*** Opening Provided material ***

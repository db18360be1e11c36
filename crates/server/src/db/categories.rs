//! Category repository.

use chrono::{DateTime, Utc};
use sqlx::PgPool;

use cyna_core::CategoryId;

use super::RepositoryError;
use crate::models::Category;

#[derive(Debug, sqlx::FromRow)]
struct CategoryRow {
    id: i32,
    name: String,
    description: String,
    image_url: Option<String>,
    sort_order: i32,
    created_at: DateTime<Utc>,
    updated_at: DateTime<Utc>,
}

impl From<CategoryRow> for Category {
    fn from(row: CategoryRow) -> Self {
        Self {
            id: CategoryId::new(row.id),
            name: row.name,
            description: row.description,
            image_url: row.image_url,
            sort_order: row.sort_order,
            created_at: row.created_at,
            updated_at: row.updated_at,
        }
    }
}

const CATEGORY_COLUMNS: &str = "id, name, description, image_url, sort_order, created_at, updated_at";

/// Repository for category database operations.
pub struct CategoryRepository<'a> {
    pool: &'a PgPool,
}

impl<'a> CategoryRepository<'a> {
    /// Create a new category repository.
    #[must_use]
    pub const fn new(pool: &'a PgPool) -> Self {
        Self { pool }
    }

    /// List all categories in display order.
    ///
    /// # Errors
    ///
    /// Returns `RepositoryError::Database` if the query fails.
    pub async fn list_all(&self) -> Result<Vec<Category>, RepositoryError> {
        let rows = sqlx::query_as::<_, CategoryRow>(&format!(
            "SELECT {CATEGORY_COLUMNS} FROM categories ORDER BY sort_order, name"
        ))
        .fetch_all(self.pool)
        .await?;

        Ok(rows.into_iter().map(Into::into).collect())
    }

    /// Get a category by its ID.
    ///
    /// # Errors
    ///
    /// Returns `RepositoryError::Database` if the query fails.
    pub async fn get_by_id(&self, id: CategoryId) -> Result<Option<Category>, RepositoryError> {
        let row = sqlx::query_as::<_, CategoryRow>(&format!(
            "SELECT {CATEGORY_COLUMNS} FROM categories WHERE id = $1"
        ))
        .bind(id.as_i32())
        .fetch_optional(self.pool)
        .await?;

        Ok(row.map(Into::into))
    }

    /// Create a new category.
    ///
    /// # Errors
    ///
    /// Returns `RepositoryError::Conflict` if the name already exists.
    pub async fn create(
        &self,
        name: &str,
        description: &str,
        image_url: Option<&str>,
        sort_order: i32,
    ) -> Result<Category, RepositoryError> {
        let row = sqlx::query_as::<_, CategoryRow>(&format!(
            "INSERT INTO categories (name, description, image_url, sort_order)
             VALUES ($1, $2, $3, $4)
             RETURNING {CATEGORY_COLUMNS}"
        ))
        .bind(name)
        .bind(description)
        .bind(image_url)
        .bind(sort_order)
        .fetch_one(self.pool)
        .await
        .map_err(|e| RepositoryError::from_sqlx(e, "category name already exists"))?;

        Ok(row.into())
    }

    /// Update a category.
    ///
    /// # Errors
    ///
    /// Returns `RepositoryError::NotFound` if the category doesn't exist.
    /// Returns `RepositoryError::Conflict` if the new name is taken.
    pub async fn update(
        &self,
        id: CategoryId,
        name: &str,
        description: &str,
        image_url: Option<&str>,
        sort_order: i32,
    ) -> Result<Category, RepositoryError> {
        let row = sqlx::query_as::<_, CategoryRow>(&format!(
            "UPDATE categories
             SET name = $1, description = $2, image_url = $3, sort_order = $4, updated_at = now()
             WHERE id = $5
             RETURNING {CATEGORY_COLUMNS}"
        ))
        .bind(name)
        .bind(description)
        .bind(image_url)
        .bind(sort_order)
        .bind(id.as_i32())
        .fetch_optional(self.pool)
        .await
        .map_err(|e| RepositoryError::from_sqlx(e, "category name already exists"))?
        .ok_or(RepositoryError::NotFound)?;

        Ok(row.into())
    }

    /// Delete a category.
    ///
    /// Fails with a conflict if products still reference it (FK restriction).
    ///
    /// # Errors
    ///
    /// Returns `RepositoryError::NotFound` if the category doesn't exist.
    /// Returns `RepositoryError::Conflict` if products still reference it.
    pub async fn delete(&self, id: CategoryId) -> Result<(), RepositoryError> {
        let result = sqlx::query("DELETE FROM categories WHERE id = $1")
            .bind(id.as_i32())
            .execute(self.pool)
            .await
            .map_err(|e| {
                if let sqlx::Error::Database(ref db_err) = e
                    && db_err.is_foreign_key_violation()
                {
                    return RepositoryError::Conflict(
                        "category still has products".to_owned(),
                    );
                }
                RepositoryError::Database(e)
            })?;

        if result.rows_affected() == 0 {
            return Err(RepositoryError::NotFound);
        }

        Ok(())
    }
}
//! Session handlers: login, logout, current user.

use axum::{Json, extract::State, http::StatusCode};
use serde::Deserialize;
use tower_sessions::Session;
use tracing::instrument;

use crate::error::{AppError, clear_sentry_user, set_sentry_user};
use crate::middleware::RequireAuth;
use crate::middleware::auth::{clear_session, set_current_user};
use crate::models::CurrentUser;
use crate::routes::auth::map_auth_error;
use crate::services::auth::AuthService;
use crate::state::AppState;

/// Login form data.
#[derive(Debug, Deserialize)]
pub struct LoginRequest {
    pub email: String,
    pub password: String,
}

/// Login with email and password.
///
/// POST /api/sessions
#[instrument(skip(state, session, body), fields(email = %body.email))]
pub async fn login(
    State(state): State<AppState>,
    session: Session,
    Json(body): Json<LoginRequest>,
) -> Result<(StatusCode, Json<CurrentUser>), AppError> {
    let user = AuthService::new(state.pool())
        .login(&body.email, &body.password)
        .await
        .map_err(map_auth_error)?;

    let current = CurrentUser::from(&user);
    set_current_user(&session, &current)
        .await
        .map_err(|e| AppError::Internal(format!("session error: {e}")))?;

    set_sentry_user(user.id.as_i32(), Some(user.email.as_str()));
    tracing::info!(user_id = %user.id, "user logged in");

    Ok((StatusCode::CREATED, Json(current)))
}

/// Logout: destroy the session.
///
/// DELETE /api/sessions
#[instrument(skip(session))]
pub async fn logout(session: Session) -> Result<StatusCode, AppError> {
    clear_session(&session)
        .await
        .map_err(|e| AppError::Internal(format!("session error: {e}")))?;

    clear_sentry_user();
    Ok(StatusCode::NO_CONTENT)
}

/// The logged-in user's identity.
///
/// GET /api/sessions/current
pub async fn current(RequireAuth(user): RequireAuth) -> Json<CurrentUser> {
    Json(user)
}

*** Closing Provided material ***

#### Task:
Would you copy out all of the entries exactly?

#### Output of the exercise:
repository db18360be1e11c36
filename crates/server/src/db/categories.rs
//! Category repository.

use chrono::{DateTime, Utc};
use sqlx::PgPool;

use cyna_core::CategoryId;

use super::RepositoryError;
use crate::models::Category;

#[derive(Debug, sqlx::FromRow)]
struct CategoryRow {
    id: i32,
    name: String,
    description: String,
    image_url: Option<String>,
    sort_order: i32,
    created_at: DateTime<Utc>,
    updated_at: DateTime<Utc>,
}

impl From<CategoryRow> for Category {
    fn from(row: CategoryRow) -> Self {
        Self {
            id: CategoryId::new(row.id),
            name: row.name,
            description: row.description,
            image_url: row.image_url,
            sort_order: row.sort_order,
            created_at: row.created_at,
            updated_at: row.updated_at,
        }
    }
}

const CATEGORY_COLUMNS: &str = "id, name, description, image_url, sort_order, created_at, updated_at";

/// Repository for category database operations.
pub struct CategoryRepository<'a> {
    pool: &'a PgPool,
}

impl<'a> CategoryRepository<'a> {
    /// Create a new category repository.
    #[must_use]
    pub const fn new(pool: &'a PgPool) -> Self {
        Self { pool }
    }

    /// List all categories in display order.
    ///
    /// # Errors
    ///
    /// Returns `RepositoryError::Database` if the query fails.
    pub async fn list_all(&self) -> Result<Vec<Category>, RepositoryError> {
        let rows = sqlx::query_as::<_, CategoryRow>(&format!(
            "SELECT {CATEGORY_COLUMNS} FROM categories ORDER BY sort_order, name"
        ))
        .fetch_all(self.pool)
        .await?;

        Ok(rows.into_iter().map(Into::into).collect())
    }

    /// Get a category by its ID.
    ///
    /// # Errors
    ///
    /// Returns `RepositoryError::Database` if the query fails.
    pub async fn get_by_id(&self, id: CategoryId) -> Result<Option<Category>, RepositoryError> {
        let row = sqlx::query_as::<_, CategoryRow>(&format!(
            "SELECT {CATEGORY_COLUMNS} FROM categories WHERE id = $1"
        ))
        .bind(id.as_i32())
        .fetch_optional(self.pool)
        .await?;

        Ok(row.map(Into::into))
    }

    /// Create a new category.
    ///
    /// # Errors
    ///
    /// Returns `RepositoryError::Conflict` if the name already exists.
    pub async fn create(
        &self,
        name: &str,
        description: &str,
        image_url: Option<&str>,
        sort_order: i32,
    ) -> Result<Category, RepositoryError> {
        let row = sqlx::query_as::<_, CategoryRow>(&format!(
            "INSERT INTO categories (name, description, image_url, sort_order)
             VALUES ($1, $2, $3, $4)
             RETURNING {CATEGORY_COLUMNS}"
        ))
        .bind(name)
        .bind(description)
        .bind(image_url)
        .bind(sort_order)
        .fetch_one(self.pool)
        .await
        .map_err(|e| RepositoryError::from_sqlx(e, "category name already exists"))?;

        Ok(row.into())
    }

    /// Update a category.
    ///
    /// # Errors
    ///
    /// Returns `RepositoryError::NotFound` if the category doesn't exist.
    /// Returns `RepositoryError::Conflict` if the new name is taken.
    pub async fn update(
        &self,
        id: CategoryId,
        name: &str,
        description: &str,
        image_url: Option<&str>,
        sort_order: i32,
    ) -> Result<Category, RepositoryError> {
        let row = sqlx::query_as::<_, CategoryRow>(&format!(
            "UPDATE categories
             SET name = $1, description = $2, image_url = $3, sort_order = $4, updated_at = now()
             WHERE id = $5
             RETURNING {CATEGORY_COLUMNS}"
        ))
        .bind(name)
        .bind(description)
        .bind(image_url)
        .bind(sort_order)
        .bind(id.as_i32())
        .fetch_optional(self.pool)
        .await
        .map_err(|e| RepositoryError::from_sqlx(e, "category name already exists"))?
        .ok_or(RepositoryError::NotFound)?;

        Ok(row.into())
    }

    /// Delete a category.
    ///
    /// Fails with a conflict if products still reference it (FK restriction).
    ///
    /// # Errors
    ///
    /// Returns `RepositoryError::NotFound` if the category doesn't exist.
    /// Returns `RepositoryError::Conflict` if products still reference it.
    pub async fn delete(&self, id: CategoryId) -> Result<(), RepositoryError> {
        let result = sqlx::query("DELETE FROM categories WHERE id = $1")
            .bind(id.as_i32())
            .execute(self.pool)
            .await
            .map_err(|e| {
                if let sqlx::Error::Database(ref db_err) = e
                    && db_err.is_foreign_key_violation()
                {
                    return RepositoryError::Conflict(
                        "category still has products".to_owned(),
                    );
                }
                RepositoryError::Database(e)
            })?;

        if result.rows_affected() == 0 {
            return Err(RepositoryError::NotFound);
        }

        Ok(())
    }
}
//! Session handlers: login, logout, current user.

use axum::{Json, extract::State, http::StatusCode};
use serde::Deserialize;
use tower_sessions::Session;
use tracing::instrument;

use crate::error::{AppError, clear_sentry_user, set_sentry_user};
use crate::middleware::RequireAuth;
use crate::middleware::auth::{clear_session, set_current_user};
use crate::models::CurrentUser;
use crate::routes::auth::map_auth_error;
use crate::services::auth::AuthService;
use crate::state::AppState;

/// Login form data.
#[derive(Debug, Deserialize)]
pub struct LoginRequest {
    pub email: String,
    pub password: String,
}

/// Login with email and password.
///
/// POST /api/sessions
#[instrument(skip(state, session, body), fields(email = %body.email))]
pub async fn login(
    State(state): State<AppState>,
    session: Session,
    Json(body): Json<LoginRequest>,
) -> Result<(StatusCode, Json<CurrentUser>), AppError> {
    let user = AuthService::new(state.pool())
        .login(&body.email, &body.password)
        .await
        .map_err(map_auth_error)?;

    let current = CurrentUser::from(&user);
    set_current_user(&session, &current)
        .await
        .map_err(|e| AppError::Internal(format!("session error: {e}")))?;

    set_sentry_user(user.id.as_i32(), Some(user.email.as_str()));
    tracing::info!(user_id = %user.id, "user logged in");

    Ok((StatusCode::CREATED, Json(current)))
}

/// Logout: destroy the session.
///
/// DELETE /api/sessions
#[instrument(skip(session))]
pub async fn logout(session: Session) -> Result<StatusCode, AppError> {
    clear_session(&session)
        .await
        .map_err(|e| AppError::Internal(format!("session error: {e}")))?;

    clear_sentry_user();
    Ok(StatusCode::NO_CONTENT)
}

/// The logged-in user's identity.
///
/// GET /api/sessions/current
pub async fn current(RequireAuth(user): RequireAuth) -> Json<CurrentUser> {
    Json(user)
}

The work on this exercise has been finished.